(Excerpts from a dataset)
Content starts

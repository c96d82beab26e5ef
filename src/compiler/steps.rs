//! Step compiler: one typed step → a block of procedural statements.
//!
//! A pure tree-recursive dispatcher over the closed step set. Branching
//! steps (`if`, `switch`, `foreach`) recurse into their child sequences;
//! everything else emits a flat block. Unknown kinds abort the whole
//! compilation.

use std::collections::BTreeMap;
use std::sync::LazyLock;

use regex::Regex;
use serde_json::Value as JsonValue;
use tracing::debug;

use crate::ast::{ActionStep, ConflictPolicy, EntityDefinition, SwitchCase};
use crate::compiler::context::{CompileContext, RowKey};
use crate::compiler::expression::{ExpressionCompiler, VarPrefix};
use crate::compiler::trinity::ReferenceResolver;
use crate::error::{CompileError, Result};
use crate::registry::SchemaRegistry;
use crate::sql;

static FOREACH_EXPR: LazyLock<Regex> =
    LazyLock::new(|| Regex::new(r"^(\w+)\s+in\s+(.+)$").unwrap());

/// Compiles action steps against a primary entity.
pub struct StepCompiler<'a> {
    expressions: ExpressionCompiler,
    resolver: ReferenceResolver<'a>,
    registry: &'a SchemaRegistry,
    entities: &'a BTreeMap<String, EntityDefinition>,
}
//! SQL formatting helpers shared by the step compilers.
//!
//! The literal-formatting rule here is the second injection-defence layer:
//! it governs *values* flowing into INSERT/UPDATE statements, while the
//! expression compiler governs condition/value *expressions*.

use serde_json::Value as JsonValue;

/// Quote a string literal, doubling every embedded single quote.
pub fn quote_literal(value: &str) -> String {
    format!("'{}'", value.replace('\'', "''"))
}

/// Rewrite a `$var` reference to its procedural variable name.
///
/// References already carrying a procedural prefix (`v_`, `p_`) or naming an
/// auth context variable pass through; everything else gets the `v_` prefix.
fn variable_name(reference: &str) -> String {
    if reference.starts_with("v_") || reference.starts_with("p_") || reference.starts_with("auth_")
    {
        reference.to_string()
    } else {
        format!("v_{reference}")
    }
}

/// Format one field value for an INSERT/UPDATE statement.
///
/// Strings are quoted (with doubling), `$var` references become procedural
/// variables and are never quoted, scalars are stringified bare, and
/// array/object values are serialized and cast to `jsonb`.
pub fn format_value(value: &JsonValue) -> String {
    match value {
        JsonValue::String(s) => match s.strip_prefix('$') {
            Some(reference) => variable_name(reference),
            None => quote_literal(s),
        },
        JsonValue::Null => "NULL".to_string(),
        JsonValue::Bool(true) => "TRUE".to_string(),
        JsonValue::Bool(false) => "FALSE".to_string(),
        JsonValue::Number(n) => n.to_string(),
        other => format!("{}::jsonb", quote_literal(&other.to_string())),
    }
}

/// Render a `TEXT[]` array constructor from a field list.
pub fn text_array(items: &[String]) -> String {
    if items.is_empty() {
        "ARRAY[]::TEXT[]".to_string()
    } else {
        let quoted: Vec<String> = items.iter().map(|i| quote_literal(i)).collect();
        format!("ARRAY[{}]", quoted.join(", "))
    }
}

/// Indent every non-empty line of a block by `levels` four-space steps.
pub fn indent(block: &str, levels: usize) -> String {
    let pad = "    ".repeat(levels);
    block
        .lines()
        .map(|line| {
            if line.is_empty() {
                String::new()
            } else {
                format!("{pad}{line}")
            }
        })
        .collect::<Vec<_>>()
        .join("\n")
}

Content ends
Content starts

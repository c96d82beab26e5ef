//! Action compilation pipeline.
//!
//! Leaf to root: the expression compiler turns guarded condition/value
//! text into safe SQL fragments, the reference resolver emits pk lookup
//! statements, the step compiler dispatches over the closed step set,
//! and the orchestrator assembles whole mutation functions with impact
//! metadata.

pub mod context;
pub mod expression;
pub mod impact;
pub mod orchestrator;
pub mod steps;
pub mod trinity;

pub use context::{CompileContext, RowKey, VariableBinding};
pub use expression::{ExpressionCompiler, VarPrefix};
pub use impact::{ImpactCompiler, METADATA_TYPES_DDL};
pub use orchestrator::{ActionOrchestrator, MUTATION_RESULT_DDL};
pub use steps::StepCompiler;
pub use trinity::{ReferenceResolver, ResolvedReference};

Content ends
Content starts

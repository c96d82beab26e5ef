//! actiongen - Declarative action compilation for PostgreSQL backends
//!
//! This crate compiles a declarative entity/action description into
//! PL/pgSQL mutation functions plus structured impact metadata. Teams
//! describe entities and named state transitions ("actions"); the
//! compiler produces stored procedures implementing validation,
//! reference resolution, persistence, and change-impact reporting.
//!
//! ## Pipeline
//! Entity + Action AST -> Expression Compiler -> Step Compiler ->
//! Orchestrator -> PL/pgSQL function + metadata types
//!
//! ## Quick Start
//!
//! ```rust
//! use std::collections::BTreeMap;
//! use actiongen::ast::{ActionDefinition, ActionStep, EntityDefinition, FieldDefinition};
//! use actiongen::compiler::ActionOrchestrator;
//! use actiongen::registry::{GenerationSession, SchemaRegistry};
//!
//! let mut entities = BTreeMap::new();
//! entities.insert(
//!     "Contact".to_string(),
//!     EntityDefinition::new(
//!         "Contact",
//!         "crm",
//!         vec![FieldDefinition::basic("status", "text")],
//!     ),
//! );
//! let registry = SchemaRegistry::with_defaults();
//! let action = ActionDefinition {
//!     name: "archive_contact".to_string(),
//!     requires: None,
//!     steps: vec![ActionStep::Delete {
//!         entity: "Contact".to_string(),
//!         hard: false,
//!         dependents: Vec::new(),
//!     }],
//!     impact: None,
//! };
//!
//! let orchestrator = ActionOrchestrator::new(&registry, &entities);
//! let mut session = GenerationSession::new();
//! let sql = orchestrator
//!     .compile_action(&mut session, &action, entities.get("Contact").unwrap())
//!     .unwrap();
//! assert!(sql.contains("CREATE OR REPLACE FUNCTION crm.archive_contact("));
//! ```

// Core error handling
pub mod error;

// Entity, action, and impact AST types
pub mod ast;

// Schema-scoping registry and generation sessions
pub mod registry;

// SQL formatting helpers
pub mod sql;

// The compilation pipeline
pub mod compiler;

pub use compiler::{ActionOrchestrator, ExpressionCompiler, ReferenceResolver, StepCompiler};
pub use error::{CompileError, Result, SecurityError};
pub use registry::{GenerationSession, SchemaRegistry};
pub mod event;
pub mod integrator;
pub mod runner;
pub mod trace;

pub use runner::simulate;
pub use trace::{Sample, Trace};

Content ends

### Required action
Would you show every line in the data above that contains the string "RowKey"?

### Result of the exercise
use crate::compiler::context::{CompileContext, RowKey};
pub use context::{CompileContext, RowKey, VariableBinding};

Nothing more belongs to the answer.